Revising for exams might feel overwhelming at first, but allowing yourself enough time to explore every topic will help you to feel more prepared. Below I discuss my top tips for revising for your exams…
1. Find out how you learn
Do you know your preferred revision style? I found taking the VARK questionnaire (Visual, Auditory, Read, Kinaesthetic) was really helpful. From this, I found that I preferred to learn visually, so highlighting and colour-coding meant that I was able to retain information for longer periods of time.
I also found that using YouTube videos discussing topics I was revising helped for me to learn using auditory techniques. There may also be unique ways to revise specific topics, such as with a song.
Flashcards are a really useful revision technique for active recall. When creating flashcards, I prefer for them to be colourful and categorised into different topic areas. When I was revising for my exams in sixth form, I liked to create flashcards with one side being the question and the flipside being the answer. This meant that I was able to ask my friends and family to help me revise. Bonus points if you do this with somebody on the same course as you because you will both be benefitting!
3. Mind maps
A great technique for revising is to write a topic name in the middle of an A3 piece of paper. Next, write down all the information on the topic that you can recall (without looking at your notes/textbooks). Afterwards, grab a different coloured pen and write down all the information that you missed off (you can look at your textbooks here). This way you know exactly what information you need to revise the most!
4. Plan in advance – don’t leave it until the last minute
Planning your days of revision can really help to maintain a good schedule (and to not overwork yourself). I recommend this because keeping a revision schedule will help you to cover all the required topics in sufficient detail.
5. Seek a calm environment
Revising in a busy, overwhelming environment will probably make it difficult for you to concentrate. Grab yourself a drink, your favourite snack (as a reward for your hard work), and find yourself a quiet place to settle down and revise. You could even try new environments if you get bored – perhaps a park, coffee shop or library?
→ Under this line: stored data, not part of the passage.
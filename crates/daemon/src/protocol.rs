// SPDX-License-Identifier: BUSL-1.1
// Copyright (c) 2026 Alfred Jean LLC

//! IPC request/response types exchanged between `ty` (the CLI) and `tyd`
//! (this daemon) over the Unix socket. Grounded on the teacher's
//! `protocol.rs`/`protocol_types.rs` split (wire-level `Request`/`Response`
//! enums plus small `*Summary`/`*Detail` DTOs decoupled from the internal
//! domain types), generalized from the teacher's Job/Agent/Session/Workspace
//! surface onto SPEC_FULL §6's single Task command table.

use chrono::{DateTime, Utc};
use serde::{Deserialize, Serialize};
use ty_core::{Task, TaskLog};

pub use crate::protocol_wire::{
    decode, encode, read_message, read_request, write_message, write_response, ProtocolError,
    DEFAULT_TIMEOUT, MAX_MESSAGE_SIZE, PROTOCOL_VERSION,
};

/// Requests the CLI can send to the daemon.
#[derive(Debug, Clone, Serialize, Deserialize)]
pub enum Request {
    /// Health check ping.
    Ping,
    /// Version handshake.
    Hello { version: String },
    /// Daemon status (uptime, active task counts).
    Status,
    /// Request daemon shutdown.
    Shutdown,

    /// Snapshot all board columns.
    Board,
    /// Filtered task list.
    List { status: Option<String>, project: Option<String>, include_closed: bool },
    /// Single task detail, optionally including its log tail.
    Show { id: u64, include_logs: bool },
    /// Create a task with `status=backlog`.
    Create {
        title: String,
        project: String,
        kind: Option<String>,
        body: String,
        executor: Option<String>,
    },
    /// Partial update of a task's mutable fields.
    Update {
        id: u64,
        title: Option<String>,
        body: Option<String>,
        executor: Option<String>,
        dangerous_mode: Option<bool>,
    },
    /// `status=queued`.
    Execute { id: u64 },
    /// Re-enter `processing` with optional feedback.
    Retry { id: u64, feedback: Option<String> },
    /// Direct status transition, if the state machine permits it.
    SetStatus { id: u64, status: String },
    /// Toggle, set, or clear the pin flag.
    Pin { id: u64, pinned: bool },
    /// Archive a task (soft-close).
    Close { id: u64 },
    /// Hard delete a task.
    Delete { id: u64 },
    /// Tail a task's executor output.
    Logs { id: u64, limit: Option<usize> },

    /// Query the durable event log.
    EventsList { limit: Option<usize>, kind: Option<String>, task_id: Option<u64>, project: Option<String> },
    /// Register a webhook URL.
    WebhookAdd { url: String },
    /// List registered webhooks.
    WebhookList,
    /// Remove a webhook by id.
    WebhookRemove { id: u64 },
}

/// Responses the daemon sends back.
#[derive(Debug, Clone, Serialize, Deserialize)]
pub enum Response {
    Ok,
    Pong,
    Hello { version: String },
    ShuttingDown,

    Status {
        uptime_secs: u64,
        queued: usize,
        processing: usize,
        blocked: usize,
    },
    Board { columns: Vec<BoardColumn> },
    Tasks { tasks: Vec<TaskSummary> },
    Task { task: Option<Box<TaskDetail>> },
    Logs { lines: Vec<LogLine> },
    Events { events: Vec<EventEntry> },
    Webhooks { webhooks: Vec<WebhookEntry> },
    Webhook { webhook: WebhookEntry },

    Error { message: String },
}

#[derive(Debug, Clone, Serialize, Deserialize)]
pub struct BoardColumn {
    pub status: String,
    pub tasks: Vec<TaskSummary>,
}

#[derive(Debug, Clone, Serialize, Deserialize)]
pub struct TaskSummary {
    pub id: u64,
    pub title: String,
    pub status: String,
    pub project: String,
    pub executor: String,
    pub kind: Option<String>,
    pub pinned: bool,
    pub created_at: DateTime<Utc>,
    pub updated_at: DateTime<Utc>,
}

#[derive(Debug, Clone, Serialize, Deserialize)]
pub struct TaskDetail {
    pub summary: TaskSummary,
    pub body: String,
    pub task_summary: Option<String>,
    pub worktree_path: Option<String>,
    pub branch_name: Option<String>,
    pub port: Option<u16>,
    pub session_id: Option<String>,
    pub total_retries: u32,
    pub started_at: Option<DateTime<Utc>>,
    pub completed_at: Option<DateTime<Utc>>,
    pub scheduled_at: Option<DateTime<Utc>>,
    pub recurrence: Option<String>,
    pub logs: Vec<LogLine>,
}

#[derive(Debug, Clone, Serialize, Deserialize)]
pub struct LogLine {
    pub line_type: String,
    pub content: String,
    pub created_at: DateTime<Utc>,
}

#[derive(Debug, Clone, Serialize, Deserialize)]
pub struct EventEntry {
    pub id: u64,
    pub kind: String,
    pub task_id: Option<u64>,
    pub project: Option<String>,
    pub message: String,
    pub created_at: DateTime<Utc>,
}

#[derive(Debug, Clone, Serialize, Deserialize)]
pub struct WebhookEntry {
    pub id: u64,
    pub url: String,
}

impl From<&Task> for TaskSummary {
    fn from(task: &Task) -> Self {
        Self {
            id: task.id.0,
            title: task.title.clone(),
            status: task.status.to_string(),
            project: task.project.clone(),
            executor: task.executor.clone(),
            kind: task.kind.map(|k| k.to_string()),
            pinned: task.pinned,
            created_at: task.created_at,
            updated_at: task.updated_at,
        }
    }
}

impl TaskDetail {
    pub fn from_task(task: &Task, logs: Vec<TaskLog>) -> Self {
        Self {
            summary: TaskSummary::from(task),
            body: task.body.clone(),
            task_summary: task.summary.clone(),
            worktree_path: task.worktree_path.clone(),
            branch_name: task.branch_name.clone(),
            port: task.port,
            session_id: task.session_id.clone(),
            total_retries: task.total_retries,
            started_at: task.started_at,
            completed_at: task.completed_at,
            scheduled_at: task.scheduled_at,
            recurrence: task.recurrence.as_ref().map(|r| r.0.clone()),
            logs: logs.into_iter().map(LogLine::from).collect(),
        }
    }
}

impl From<TaskLog> for LogLine {
    fn from(log: TaskLog) -> Self {
        Self { line_type: log.line_type.to_string(), content: log.content, created_at: log.created_at }
    }
}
Revising might sometimes feel like a lot of effort and you may sometimes feel overwhelmed. Always remember that your mental health is the main priority. Try to be as prepared as possible for all your exams, and feel comfort in the fact that you tried your absolute best – nothing more can be asked of you. No matter the result, you should be so proud of yourself. Finally, I wish you the best of luck for any of your past or present exams – I’m sure you will be amazing!